Hemos conocido a sofistas verbosos que no decían gran cosa, después de todo.
Esto es diferente. Todo
lo que dice tiene sentido y sugiere más sentidos. Las digresiones son tan
significativas como el discurso principal, que se despliega en una arquitectura
completa, de los detalles a las líneas maestras, con igual tensión razonadora y
persuasiva en invención, disposición, estilo, memoria, acción y pronunciación
(suele extender un brazo desde la altura de la barbilla hacia afuera y
despliega una mano larga para subrayar sus palabras, mientras se apoya la otra
en los riñones. En un momento dado saca libros de una gran bolsa a sus pies).
Más adelante iremos
sabiendo que una de las líneas de su indagación se ha encaminado, con otras
voces de la escena europea de este siglo (Curtius, Paulhan, Fumaroli, García
Berrio, Genette), a reivindicar la retórica y situarla en su lugar central en
la conciencia literaria del pasado y del presente, más allá de la restricción
a repertorio de figuras.
Aquel curso (1981)
trataba del mundo de la emblemática en el XVI y el XVII. Había arrancado de las
palabras de Nietzsche sobre la necesidad de poner la historia al servicio de la
vida, y se detenía en el pensamiento simbólico medieval, en la especialización
de competencias simbólicas en el XVI, en Alciato y Giovio, en Ramus y el
predominio de la visualidad, en la teatralización de la palabra en el Barroco,
con advertencias al «homo ludens» de Huizinga y al alcance filosófico del ingenio
y menciones de Bachelard o Gombrich, Maquiavelo, Ripa, Walter Ong, Wittkower,
Marino, Tesauro y Gracián. Al hilo de
esos y otros nombres se desgranaban minuciosamente los mecanismos de la
civilización de corte, las categorías de manierismo y barroco, la presencia de
la ciencia nueva y decenas de temas y motivos y matices relacionados con el
objeto del curso.
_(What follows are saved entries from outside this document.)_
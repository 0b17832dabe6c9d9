// SPDX-FileCopyrightText: 2026 Solace Contributors
// SPDX-License-Identifier: MIT OR Apache-2.0

//! Configuration loader using Figment for layered config merging.
//!
//! Supports XDG hierarchy: `./solace.toml` > `~/.config/solace/solace.toml` > `/etc/solace/solace.toml`
//! with environment variable overrides via `SOLACE_` prefix.

#![allow(clippy::result_large_err)] // figment::Error is external and cannot be boxed without wrapper

use std::path::Path;

use figment::{
    Figment,
    providers::{Env, Format, Serialized, Toml},
};

use crate::model::SolaceConfig;

/// Top-level sections, used to map `SOLACE_<SECTION>_<KEY>` to `section.key`.
const SECTIONS: &[&str] = &[
    "agent",
    "system",
    "anthropic",
    "sms",
    "storage",
    "gateway",
    "queue",
    "memory",
    "nudge",
    "emotion",
    "sweep",
];

/// Load configuration from the standard XDG hierarchy with env var overrides.
///
/// Merge order (later overrides earlier):
/// 1. Compiled defaults
/// 2. `/etc/solace/solace.toml` (system-wide)
/// 3. `~/.config/solace/solace.toml` (user XDG config)
/// 4. `./solace.toml` (local directory)
/// 5. `SOLACE_*` environment variables
pub fn load_config() -> Result<SolaceConfig, figment::Error> {
    build_figment().extract()
}

/// Load configuration from a TOML string only (no XDG lookup, no env).
///
/// Used for testing and explicit configuration.
pub fn load_config_from_str(toml_content: &str) -> Result<SolaceConfig, figment::Error> {
    Figment::new()
        .merge(Serialized::defaults(SolaceConfig::default()))
        .merge(Toml::string(toml_content))
        .extract()
}

/// Load configuration from a specific file path with env var overrides.
pub fn load_config_from_path(path: &Path) -> Result<SolaceConfig, figment::Error> {
    Figment::new()
        .merge(Serialized::defaults(SolaceConfig::default()))
        .merge(Toml::file(path))
        .merge(env_provider())
        .extract()
}

/// Build the Figment used for config loading (exposed for diagnostic use).
pub fn build_figment() -> Figment {
    Figment::new()
        .merge(Serialized::defaults(SolaceConfig::default()))
        .merge(Toml::file("/etc/solace/solace.toml"))
        .merge(Toml::file(
            dirs::config_dir()
                .map(|d| d.join("solace/solace.toml"))
                .unwrap_or_default(),
        ))
        .merge(Toml::file("solace.toml"))
        .merge(env_provider())
}

/// Environment provider with explicit section mapping.
///
/// Only the first underscore after a known section name becomes a dot, so
/// `SOLACE_SMS_AUTH_TOKEN` maps to `sms.auth_token`, not `sms.auth.token`.
fn env_provider() -> Env {
    Env::prefixed("SOLACE_").map(|key| map_env_key(key.as_str()).into())
}

fn map_env_key(key: &str) -> String {
    for section in SECTIONS {
        if let Some(rest) = key
            .strip_prefix(section)
            .and_then(|rest| rest.strip_prefix('_'))
        {
            return format!("{section}.{rest}");
        }
    }
    key.to_string()
}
Varios de sus cursos monográficos han sido recogidos e
impresos en volúmenes, y dan la medida —pálida— de la retórica en acto del
docente.
El segundo capítulo
corresponde al joven investigador, que se le acerca con una idea confusa de lo
que quiere hacer. El profesor replica con un chorro de indicaciones
bibliográficas, que al principio despistan, porque dejan a un lado la erudición
de segundo grado para centrarse en los libros de alcance, relativos al conjunto
de los problemas con que va a encontrarse el principiante, en los libros que
resuelven y al mismo tiempo despiertan otros intereses. En la fase de
redacción, el trabajo será devuelto con muchas otras sugerencias al margen,
correcciones de estilo, peticiones de mayor claridad o mayor precisión.
Y así durante cincuenta
años, con el mismo entusiasmo riguroso, la misma disciplina nutrida de
curiosidad ejemplar que los lectores comprueban en sus escritos. No hay
solución de continuidad entre las labores del profesor (“excitator Italiae»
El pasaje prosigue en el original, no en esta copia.